**PROBLEM REQUIREMENTS:** Below is a listing. Quote from it, exactly, the lines from the one containing "a royalties plugin" down to the one containing "in authorization decisions.", both ends included, and nothing else.
[THE DATA Boundary: Start]
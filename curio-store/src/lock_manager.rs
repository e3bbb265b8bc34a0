use curio_core::error::CurioError;
use curio_core::id::CurioAddress;
use curio_core::locks::{AccessIntent, LockInfo, LockType, RecordLockManager};
use curio_core::operation::OpToken;
use log::{debug, warn};
use std::collections::HashMap;
use std::sync::Mutex;
use std::time::{Duration, Instant, SystemTime, UNIX_EPOCH};

/// Helper function to get the current timestamp in seconds
pub fn current_time_secs() -> u64 {
    SystemTime::now()
        .duration_since(UNIX_EPOCH)
        .map(|d| d.as_secs())
        .unwrap_or(0)
}

/// How often a blocked acquisition re-checks the lock table
const ACQUIRE_POLL: Duration = Duration::from_millis(5);

/// In-memory lock manager: shared readers, exclusive writers, re-entrant
/// acquisition for the same operation, and a read-to-write upgrade when the
/// operation is the sole reader.
///
/// An acquisition that stays blocked for the whole acquisition window fails
/// with [`CurioError::Contention`] instead of waiting forever.
#[derive(Debug)]
pub struct InMemoryLockManager {
    locks: Mutex<HashMap<CurioAddress, Vec<LockInfo>>>,
    /// Bounded window a blocked acquisition may wait before giving up
    acquire_window: Duration,
}

impl Default for InMemoryLockManager {
    fn default() -> Self {
        Self::new(Duration::from_millis(5000))
    }
}

impl InMemoryLockManager {
    pub fn new(acquire_window: Duration) -> Self {
        Self {
            locks: Mutex::new(HashMap::new()),
            acquire_window,
        }
    }

    fn is_expired(info: &LockInfo, now_secs: u64) -> bool {
        match info.timeout_ms {
            Some(timeout_ms) => now_secs >= info.acquired_at + timeout_ms / 1000,
            None => false,
        }
    }

    fn purge_expired(entries: &mut Vec<LockInfo>, now_secs: u64) {
        entries.retain(|info| {
            let expired = Self::is_expired(info, now_secs);
            if expired {
                warn!("dropping expired lock on {}", info.record);
            }
            !expired
        });
    }

    /// One non-blocking attempt. `Ok(true)` = granted, `Ok(false)` = a
    /// conflicting holder is in the way.
    fn try_acquire(
        &self,
        record: &CurioAddress,
        lock_type: LockType,
        holder: &OpToken,
        timeout_ms: Option<u64>,
    ) -> Result<bool, CurioError> {
        let mut table = self.locks.lock().expect("lock table poisoned");
        let now = current_time_secs();
        let entries = table.entry(*record).or_default();
        Self::purge_expired(entries, now);

        if let Some(pos) = entries.iter().position(|info| &info.holder == holder) {
            match (entries[pos].lock_type, lock_type) {
                // Re-entrant: already holding the same or a stronger lock
                (LockType::Write, _) | (LockType::Read, LockType::Read) => return Ok(true),
                // Upgrade is only safe while we are the sole reader
                (LockType::Read, LockType::Write) => {
                    if entries.len() == 1 {
                        entries[pos].lock_type = LockType::Write;
                        entries[pos].acquired_at = now;
                        entries[pos].timeout_ms = timeout_ms;
                        return Ok(true);
                    }
                    return Ok(false);
                }
            }
        }

        let compatible = match lock_type {
            LockType::Read => entries.iter().all(|info| info.lock_type == LockType::Read),
            LockType::Write => entries.is_empty(),
        };
        if !compatible {
            return Ok(false);
        }

        entries.push(LockInfo {
            record: *record,
            lock_type,
            holder: *holder,
            acquired_at: now,
            timeout_ms,
        });
        Ok(true)
    }
}

impl RecordLockManager for InMemoryLockManager {
    fn acquire_lock(
        &self,
        record: &CurioAddress,
        lock_type: LockType,
        holder: &OpToken,
        timeout_ms: Option<u64>,
    ) -> Result<bool, CurioError> {
        let deadline = Instant::now() + self.acquire_window;
        loop {
            if self.try_acquire(record, lock_type, holder, timeout_ms)? {
                debug!("acquired {:?} lock on {}", lock_type, record);
                return Ok(true);
            }
            if Instant::now() >= deadline {
                debug!("contention on {} after bounded wait", record);
                return Err(CurioError::Contention(*record));
            }
            std::thread::sleep(ACQUIRE_POLL);
        }
    }

    fn release_lock(&self, record: &CurioAddress, holder: &OpToken) -> Result<bool, CurioError> {
        let mut table = self.locks.lock().expect("lock table poisoned");
        let Some(entries) = table.get_mut(record) else {
            return Ok(false);
        };
        let before = entries.len();
        entries.retain(|info| &info.holder != holder);
        let released = entries.len() < before;
        if entries.is_empty() {
            table.remove(record);
        }
        Ok(released)
    }

    fn get_lock_info(&self, record: &CurioAddress) -> Result<Option<LockInfo>, CurioError> {
        let mut table = self.locks.lock().expect("lock table poisoned");
        let now = current_time_secs();
        let Some(entries) = table.get_mut(record) else {
            return Ok(None);
        };
        Self::purge_expired(entries, now);
        Ok(entries.first().cloned())
    }

    fn can_acquire_lock(
        &self,
        record: &CurioAddress,
        intent: AccessIntent,
        holder: &OpToken,
    ) -> Result<bool, CurioError> {
        let mut table = self.locks.lock().expect("lock table poisoned");
        let now = current_time_secs();
        let Some(entries) = table.get_mut(record) else {
            return Ok(true);
        };
        Self::purge_expired(entries, now);

        if let Some(own) = entries.iter().find(|info| &info.holder == holder) {
            return Ok(match (own.lock_type, intent.lock_type()) {
                (LockType::Write, _) | (LockType::Read, LockType::Read) => true,
                (LockType::Read, LockType::Write) => entries.len() == 1,
            });
        }
        Ok(match intent.lock_type() {
            LockType::Read => entries.iter().all(|info| info.lock_type == LockType::Read),
            LockType::Write => entries.is_empty(),
        })
    }

    fn release_op_locks(&self, holder: &OpToken) -> Result<usize, CurioError> {
        let mut table = self.locks.lock().expect("lock table poisoned");
        let mut released = 0;
        table.retain(|_, entries| {
            let before = entries.len();
            entries.retain(|info| &info.holder != holder);
            released += before - entries.len();
            !entries.is_empty()
        });
        Ok(released)
    }

    fn cleanup_expired_locks(&self) -> Result<usize, CurioError> {
        let mut table = self.locks.lock().expect("lock table poisoned");
        let now = current_time_secs();
        let mut dropped = 0;
        table.retain(|_, entries| {
            let before = entries.len();
            Self::purge_expired(entries, now);
            dropped += before - entries.len();
            !entries.is_empty()
        });
        Ok(dropped)
    }
}
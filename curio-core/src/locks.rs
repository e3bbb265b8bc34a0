use crate::error::CurioError;
use crate::id::CurioAddress;
use crate::operation::OpToken;
use serde::{Deserialize, Serialize};

/// Type of lock held on a record
#[derive(Debug, Clone, Copy, PartialEq, Eq, Serialize, Deserialize)]
pub enum LockType {
    /// Shared read lock
    Read,
    /// Exclusive write lock
    Write,
}

/// The access intent of an operation on a record
#[derive(Debug, Clone, Copy, PartialEq, Eq, Serialize, Deserialize)]
pub enum AccessIntent {
    Read,
    Write,
}

impl AccessIntent {
    pub fn lock_type(&self) -> LockType {
        match self {
            AccessIntent::Read => LockType::Read,
            AccessIntent::Write => LockType::Write,
        }
    }
}

/// Information about a lock held on a record
#[derive(Debug, Clone, Serialize, Deserialize)]
pub struct LockInfo {
    pub record: CurioAddress,
    pub lock_type: LockType,
    /// The operation token holding this lock
    pub holder: OpToken,
    /// When the lock was acquired (Unix timestamp, seconds)
    pub acquired_at: u64,
    /// Optional expiry for the lock (in milliseconds)
    pub timeout_ms: Option<u64>,
}

/// Lock manager serializing concurrent operations against shared records.
///
/// Implementations must grant shared read locks, exclusive write locks,
/// re-entrant acquisition for the same holder, and a read-to-write upgrade
/// when the holder is the sole reader. An acquisition that cannot be
/// granted within the caller's bounded window surfaces
/// [`CurioError::Contention`] rather than blocking indefinitely.
pub trait RecordLockManager: std::fmt::Debug {
    /// Acquire a lock on a record for an operation.
    ///
    /// Returns `Ok(true)` when the lock was granted and
    /// `Err(CurioError::Contention)` when a conflicting holder kept it for
    /// the whole window.
    fn acquire_lock(
        &self,
        record: &CurioAddress,
        lock_type: LockType,
        holder: &OpToken,
        timeout_ms: Option<u64>,
    ) -> Result<bool, CurioError>;

    /// Release a lock on a record for an operation.
    ///
    /// `Ok(false)` means the lock was not found or belongs to a different
    /// holder.
    fn release_lock(&self, record: &CurioAddress, holder: &OpToken) -> Result<bool, CurioError>;

    /// Get the current lock on a record, if any
    fn get_lock_info(&self, record: &CurioAddress) -> Result<Option<LockInfo>, CurioError>;

    /// Check whether the holder could acquire a lock right now, without
    /// taking it
    fn can_acquire_lock(
        &self,
        record: &CurioAddress,
        intent: AccessIntent,
        holder: &OpToken,
    ) -> Result<bool, CurioError>;

    /// Release all locks held by an operation; returns the number released
    fn release_op_locks(&self, holder: &OpToken) -> Result<usize, CurioError>;

    /// Drop locks whose timeout has elapsed; returns the number released
    fn cleanup_expired_locks(&self) -> Result<usize, CurioError>;
}

/// Guard that holds a lock on a record and releases it when dropped
#[derive(Debug)]
pub struct RecordLockGuard<'a, M: RecordLockManager> {
    record: CurioAddress,
    lock_type: LockType,
    holder: OpToken,
    manager: &'a M,
    released: bool,
}

impl<'a, M: RecordLockManager> RecordLockGuard<'a, M> {
    pub fn new(
        record: CurioAddress,
        lock_type: LockType,
        holder: OpToken,
        manager: &'a M,
        timeout_ms: Option<u64>,
    ) -> Result<Self, CurioError> {
        let acquired = manager.acquire_lock(&record, lock_type, &holder, timeout_ms)?;
        if !acquired {
            // Implementations signal contention through the error path
            return Err(CurioError::Contention(record));
        }
        Ok(Self {
            record,
            lock_type,
            holder,
            manager,
            released: false,
        })
    }

    /// Explicitly release the lock before the guard is dropped
    pub fn release(&mut self) -> Result<bool, CurioError> {
        if self.released {
            return Ok(false);
        }
        let released = self.manager.release_lock(&self.record, &self.holder)?;
        self.released = true;
        Ok(released)
    }

    pub fn record(&self) -> &CurioAddress {
        &self.record
    }

    pub fn lock_type(&self) -> LockType {
        self.lock_type
    }

    pub fn holder(&self) -> &OpToken {
        &self.holder
    }
}

impl<'a, M: RecordLockManager> Drop for RecordLockGuard<'a, M> {
    fn drop(&mut self) {
        if !self.released {
            // Ignore release errors during drop
            let _ = self.manager.release_lock(&self.record, &self.holder);
        }
    }
}

impl AccessIntent {
    /// Acquire the respective lock on the record: a shared read lock for
    /// Read intent, an exclusive write lock for Write intent.
    pub fn acquire_lock<'a, M: RecordLockManager>(
        &self,
        record: &CurioAddress,
        holder: &OpToken,
        manager: &'a M,
        timeout_ms: Option<u64>,
    ) -> Result<RecordLockGuard<'a, M>, CurioError> {
        RecordLockGuard::new(*record, self.lock_type(), *holder, manager, timeout_ms)
    }
}

#[cfg(test)]
mod tests {
    use super::*;

    #[test]
    fn test_intent_maps_to_lock_type() {
        assert_eq!(AccessIntent::Read.lock_type(), LockType::Read);
        assert_eq!(AccessIntent::Write.lock_type(), LockType::Write);
    }
}
use crate::error::CurioError;
use crate::id::CurioAddress;
use crate::operation::OperationKind;
use serde::{Deserialize, Serialize};

/// Lifecycle events an oracle plugin can be registered to gate
#[derive(Debug, Clone, Copy, PartialEq, Eq, Hash, Serialize, Deserialize)]
pub enum LifecycleEvent {
    Transfer,
    Burn,
    Update,
}

/// A creator entry in a royalties plugin
#[derive(Debug, Clone, PartialEq, Eq, Serialize, Deserialize)]
pub struct Creator {
    pub address: CurioAddress,
    /// Share of the royalty payout, in whole percent
    pub percentage: u8,
}

/// Royalty configuration attached to an asset or collection.
/// Pure metadata: it never participates in authorization decisions.
#[derive(Debug, Clone, PartialEq, Eq, Serialize, Deserialize)]
pub struct Royalties {
    /// Royalty fee in basis points (1% = 100 bps)
    pub basis_points: u16,
    /// Creators receiving the payout; percentages must sum to 100
    pub creators: Vec<Creator>,
}

/// A single signed message recorded by the autograph plugin
#[derive(Debug, Clone, PartialEq, Eq, Serialize, Deserialize)]
pub struct AutographSignature {
    pub address: CurioAddress,
    pub message: String,
}

/// Ordered list of signed messages. Updates replace the whole list; callers
/// wanting append semantics fetch, extend and write back.
#[derive(Debug, Clone, Default, PartialEq, Eq, Serialize, Deserialize)]
pub struct Autograph {
    pub signatures: Vec<AutographSignature>,
}

/// Oracle plugin configuration: the external rule account and the lifecycle
/// events it gates. Evaluation itself happens outside the core, behind the
/// runtime's oracle boundary.
#[derive(Debug, Clone, PartialEq, Eq, Serialize, Deserialize)]
pub struct OracleConfig {
    /// Address of the external rule account consulted for each check
    pub base_address: CurioAddress,
    /// Which lifecycle events this oracle gates
    pub checks: Vec<LifecycleEvent>,
}

/// An attachable behavior/metadata module altering a record's authorization
/// or descriptive data.
///
/// Closed set: the authorization engine matches exhaustively, so a new kind
/// forces an update of every decision point.
#[derive(Debug, Clone, PartialEq, Eq, Serialize, Deserialize)]
pub enum Plugin {
    /// Permanent: the delegate may transfer the asset regardless of the
    /// current owner. Attach at creation only.
    PermanentTransferDelegate { delegate: CurioAddress },

    /// Permanent: while frozen, every transfer and burn is denied for any
    /// caller, the owner included. Attach at creation only; the flag itself
    /// can be toggled by the update authority.
    PermanentFreezeDelegate { frozen: bool },

    /// Permanent: the delegate may burn the asset regardless of the owner.
    /// Attach at creation only.
    PermanentBurnDelegate { delegate: CurioAddress },

    /// Owner-managed transfer delegate; cleared when the asset changes
    /// hands so delegation never outlives an owner.
    TransferDelegate { delegate: CurioAddress },

    /// Owner-managed freeze; same veto as the permanent variant while
    /// frozen, but removable.
    FreezeDelegate { frozen: bool },

    /// Owner-managed burn delegate.
    BurnDelegate { delegate: CurioAddress },

    /// Defers the listed lifecycle events to an external rule evaluator.
    /// A rejection overrides owner consent.
    Oracle(OracleConfig),

    Royalties(Royalties),

    Autograph(Autograph),
}

/// Fieldless discriminant for [`Plugin`]
#[derive(Debug, Clone, Copy, PartialEq, Eq, Hash, Serialize, Deserialize)]
pub enum PluginKind {
    PermanentTransferDelegate,
    PermanentFreezeDelegate,
    PermanentBurnDelegate,
    TransferDelegate,
    FreezeDelegate,
    BurnDelegate,
    Oracle,
    Royalties,
    Autograph,
}

impl PluginKind {
    /// Permanent plugins may only be attached at creation time and can
    /// never be removed.
    pub fn is_permanent(&self) -> bool {
        matches!(
            self,
            PluginKind::PermanentTransferDelegate
                | PluginKind::PermanentFreezeDelegate
                | PluginKind::PermanentBurnDelegate
        )
    }
}

/// What a single plugin has to say about a requested operation
#[derive(Debug, Clone, PartialEq, Eq)]
pub enum PluginRuling {
    /// The plugin has no opinion on this operation
    Abstain,
    /// The plugin permits the operation outright
    Permit,
    /// The plugin vetoes the operation for every caller
    Deny(&'static str),
    /// The plugin grants the operation to this identity, regardless of the
    /// owner/authority fallback
    DelegateTo(CurioAddress),
}

impl Plugin {
    pub fn kind(&self) -> PluginKind {
        match self {
            Plugin::PermanentTransferDelegate { .. } => PluginKind::PermanentTransferDelegate,
            Plugin::PermanentFreezeDelegate { .. } => PluginKind::PermanentFreezeDelegate,
            Plugin::PermanentBurnDelegate { .. } => PluginKind::PermanentBurnDelegate,
            Plugin::TransferDelegate { .. } => PluginKind::TransferDelegate,
            Plugin::FreezeDelegate { .. } => PluginKind::FreezeDelegate,
            Plugin::BurnDelegate { .. } => PluginKind::BurnDelegate,
            Plugin::Oracle(_) => PluginKind::Oracle,
            Plugin::Royalties(_) => PluginKind::Royalties,
            Plugin::Autograph(_) => PluginKind::Autograph,
        }
    }

    pub fn is_permanent(&self) -> bool {
        self.kind().is_permanent()
    }

    /// Validate the plugin payload. Runs at attach and at update, before
    /// any state change.
    pub fn validate(&self) -> Result<(), CurioError> {
        match self {
            Plugin::Royalties(royalties) => {
                if royalties.basis_points > 10_000 {
                    return Err(CurioError::InvalidPlugin(format!(
                        "royalty basis points {} exceed 10000",
                        royalties.basis_points
                    )));
                }
                let total: u32 = royalties.creators.iter().map(|c| c.percentage as u32).sum();
                if total != 100 {
                    return Err(CurioError::InvalidPlugin(format!(
                        "creator percentages sum to {}, expected 100",
                        total
                    )));
                }
                Ok(())
            }
            Plugin::Oracle(config) => {
                if config.checks.is_empty() {
                    return Err(CurioError::InvalidPlugin(
                        "oracle plugin gates no lifecycle events".to_string(),
                    ));
                }
                Ok(())
            }
            _ => Ok(()),
        }
    }

    /// The plugin registry contract: what this plugin rules for the given
    /// operation and caller.
    ///
    /// Oracle plugins abstain here; their external evaluation is owned by
    /// the authorization engine, which consults the evaluator between the
    /// freeze-veto and delegate stages.
    pub fn ruling(&self, op: OperationKind, caller: &CurioAddress) -> PluginRuling {
        match (self, op) {
            (Plugin::PermanentFreezeDelegate { frozen: true }, OperationKind::Transfer) => {
                PluginRuling::Deny("PermanentFreezeDelegate denies transfer while frozen")
            }
            (Plugin::PermanentFreezeDelegate { frozen: true }, OperationKind::Burn) => {
                PluginRuling::Deny("PermanentFreezeDelegate denies burn while frozen")
            }
            (Plugin::FreezeDelegate { frozen: true }, OperationKind::Transfer) => {
                PluginRuling::Deny("FreezeDelegate denies transfer while frozen")
            }
            (Plugin::FreezeDelegate { frozen: true }, OperationKind::Burn) => {
                PluginRuling::Deny("FreezeDelegate denies burn while frozen")
            }
            (Plugin::PermanentTransferDelegate { delegate }, OperationKind::Transfer)
            | (Plugin::TransferDelegate { delegate }, OperationKind::Transfer) => {
                if delegate == caller {
                    PluginRuling::Permit
                } else {
                    PluginRuling::DelegateTo(*delegate)
                }
            }
            (Plugin::PermanentBurnDelegate { delegate }, OperationKind::Burn)
            | (Plugin::BurnDelegate { delegate }, OperationKind::Burn) => {
                if delegate == caller {
                    PluginRuling::Permit
                } else {
                    PluginRuling::DelegateTo(*delegate)
                }
            }
            _ => PluginRuling::Abstain,
        }
    }
}

/// The plugins attached to one record: at most one plugin per kind, kept in
/// attach order.
#[derive(Debug, Clone, Default, PartialEq, Eq, Serialize, Deserialize)]
pub struct PluginSet {
    plugins: Vec<Plugin>,
}

impl PluginSet {
    pub fn new() -> Self {
        Self::default()
    }

    pub fn is_empty(&self) -> bool {
        self.plugins.is_empty()
    }

    pub fn len(&self) -> usize {
        self.plugins.len()
    }

    pub fn contains(&self, kind: PluginKind) -> bool {
        self.get(kind).is_some()
    }

    pub fn get(&self, kind: PluginKind) -> Option<&Plugin> {
        self.plugins.iter().find(|p| p.kind() == kind)
    }

    /// Attach a plugin; fails if a plugin of the same kind is already
    /// present or the payload is invalid.
    pub fn attach(&mut self, plugin: Plugin) -> Result<(), CurioError> {
        plugin.validate()?;
        if self.contains(plugin.kind()) {
            return Err(CurioError::PluginAlreadyExists(plugin.kind()));
        }
        self.plugins.push(plugin);
        Ok(())
    }

    /// Replace the plugin of the given kind with a new payload
    pub fn replace(&mut self, plugin: Plugin) -> Result<(), CurioError> {
        plugin.validate()?;
        let kind = plugin.kind();
        let slot = self
            .plugins
            .iter_mut()
            .find(|p| p.kind() == kind)
            .ok_or(CurioError::PluginNotFound(kind))?;
        *slot = plugin;
        Ok(())
    }

    /// Detach the plugin of the given kind; fails for permanent kinds
    pub fn detach(&mut self, kind: PluginKind) -> Result<Plugin, CurioError> {
        if kind.is_permanent() {
            return Err(CurioError::ImmutablePlugin(kind));
        }
        let idx = self
            .plugins
            .iter()
            .position(|p| p.kind() == kind)
            .ok_or(CurioError::PluginNotFound(kind))?;
        Ok(self.plugins.remove(idx))
    }

    pub fn iter(&self) -> impl Iterator<Item = &Plugin> {
        self.plugins.iter()
    }

    /// All oracle configurations gating the given lifecycle event
    pub fn oracles_for(&self, event: LifecycleEvent) -> impl Iterator<Item = &OracleConfig> {
        self.plugins.iter().filter_map(move |p| match p {
            Plugin::Oracle(config) if config.checks.contains(&event) => Some(config),
            _ => None,
        })
    }
}

impl PluginSet {
    /// Build a set from creation-time plugins, validating each payload and
    /// rejecting duplicate kinds.
    pub fn try_from_plugins(plugins: Vec<Plugin>) -> Result<Self, CurioError> {
        let mut set = PluginSet::new();
        for plugin in plugins {
            set.attach(plugin)?;
        }
        Ok(set)
    }
}
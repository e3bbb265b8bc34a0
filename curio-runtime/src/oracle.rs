use curio_core::error::CurioError;
use curio_core::id::CurioAddress;
use curio_core::plugins::LifecycleEvent;
use log::debug;
use std::collections::HashMap;
use std::sync::Mutex;

/// The answer an external rule evaluator gives for one lifecycle check
#[derive(Debug, Clone, Copy, PartialEq, Eq)]
pub enum OracleVerdict {
    Approve,
    Reject,
}

/// Boundary to the external rule evaluation an oracle plugin defers to.
///
/// The engine treats the evaluator as opaque: it asks one question per
/// registered check and honors the verdict. A rejection overrides owner
/// consent.
pub trait OracleEvaluator: std::fmt::Debug {
    fn evaluate(
        &self,
        base_address: &CurioAddress,
        event: LifecycleEvent,
        asset: &CurioAddress,
    ) -> Result<OracleVerdict, CurioError>;
}

/// In-memory rule table: maps an oracle account and lifecycle event to a
/// fixed verdict. Unknown entries approve, so an oracle plugin with no
/// configured rule never bricks its asset by accident.
#[derive(Debug, Default)]
pub struct TableOracle {
    verdicts: Mutex<HashMap<(CurioAddress, LifecycleEvent), OracleVerdict>>,
}

impl TableOracle {
    pub fn new() -> Self {
        Self::default()
    }

    /// Set the verdict the given oracle account returns for an event
    pub fn set(&self, base_address: CurioAddress, event: LifecycleEvent, verdict: OracleVerdict) {
        self.verdicts
            .lock()
            .expect("oracle table poisoned")
            .insert((base_address, event), verdict);
    }
}

impl OracleEvaluator for TableOracle {
    fn evaluate(
        &self,
        base_address: &CurioAddress,
        event: LifecycleEvent,
        asset: &CurioAddress,
    ) -> Result<OracleVerdict, CurioError> {
        let verdict = self
            .verdicts
            .lock()
            .expect("oracle table poisoned")
            .get(&(*base_address, event))
            .copied()
            .unwrap_or(OracleVerdict::Approve);
        debug!("oracle {} ruled {:?} for {:?} on {}", base_address, verdict, event, asset);
        Ok(verdict)
    }
}
use crate::id::CurioAddress;
use crate::plugins::PluginKind;
use thiserror::Error;

/// Represents all possible errors that can occur when operating on Curio
/// records
#[derive(Error, Debug)]
pub enum CurioError {
    /// The addressed record does not exist
    #[error("Not found: {0}")]
    NotFound(String),

    /// A create operation reused an existing (or burned) address
    #[error("Duplicate identity: {0}")]
    DuplicateIdentity(CurioAddress),

    /// The authorization engine denied the operation; the reason names the
    /// vetoing plugin or the missing authority
    #[error("Unauthorized: {0}")]
    Unauthorized(String),

    /// The operation is illegal in the record's current lifecycle state
    #[error("Invalid state: {0}")]
    InvalidState(String),

    /// An edition mint would exceed the master edition's max supply
    #[error("Supply exhausted: max supply of {max_supply} editions reached")]
    SupplyExhausted { max_supply: u32 },

    /// Attempted to attach a permanent-kind plugin after creation
    #[error("Plugin {0:?} is permanent and can only be attached at creation")]
    PluginAlreadyPermanent(PluginKind),

    /// Attempted to remove a permanent-kind plugin
    #[error("Plugin {0:?} is permanent and cannot be removed")]
    ImmutablePlugin(PluginKind),

    /// The record already carries a plugin of this kind
    #[error("Plugin {0:?} is already attached")]
    PluginAlreadyExists(PluginKind),

    /// The addressed plugin is not attached to the record
    #[error("Plugin {0:?} is not attached")]
    PluginNotFound(PluginKind),

    /// The plugin payload failed validation
    #[error("Invalid plugin: {0}")]
    InvalidPlugin(String),

    /// A record lock could not be acquired within the bounded window;
    /// the caller may retry
    #[error("Contention on record {0}, retry the operation")]
    Contention(CurioAddress),

    /// Serialization/deserialization errors
    #[error("Serialization error: {0}")]
    Serialization(String),

    /// Generic errors that don't fit in other categories
    #[error("Other error: {0}")]
    Other(String),

    /// Anyhow error wrapper for error context
    #[error(transparent)]
    Context(#[from] anyhow::Error),
}

impl CurioError {
    /// Whether the failed operation is safe and sensible to retry as-is
    pub fn is_retryable(&self) -> bool {
        matches!(self, CurioError::Contention(_))
    }
}

// Additional From conversions for common error types

impl From<bincode::Error> for CurioError {
    fn from(err: bincode::Error) -> Self {
        CurioError::Serialization(err.to_string())
    }
}

impl From<String> for CurioError {
    fn from(err: String) -> Self {
        CurioError::Other(err)
    }
}

impl From<&str> for CurioError {
    fn from(err: &str) -> Self {
        CurioError::Other(err.to_string())
    }
}

#[cfg(test)]
mod tests {
    use super::*;

    #[test]
    fn test_only_contention_is_retryable() {
        let addr = CurioAddress::default();
        assert!(CurioError::Contention(addr).is_retryable());
        assert!(!CurioError::NotFound("asset".to_string()).is_retryable());
        assert!(!CurioError::Unauthorized("owner mismatch".to_string()).is_retryable());
    }

    #[test]
    fn test_display_names_the_plugin() {
        let err = CurioError::ImmutablePlugin(PluginKind::PermanentFreezeDelegate);
        assert!(err.to_string().contains("PermanentFreezeDelegate"));
    }
}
[THE DATA Boundary: End]
**EXERCISE ANSWER:**
/// A creator entry in a royalties plugin
#[derive(Debug, Clone, PartialEq, Eq, Serialize, Deserialize)]
pub struct Creator {
    pub address: CurioAddress,
    /// Share of the royalty payout, in whole percent
    pub percentage: u8,
}

/// Royalty configuration attached to an asset or collection.
/// Pure metadata: it never participates in authorization decisions.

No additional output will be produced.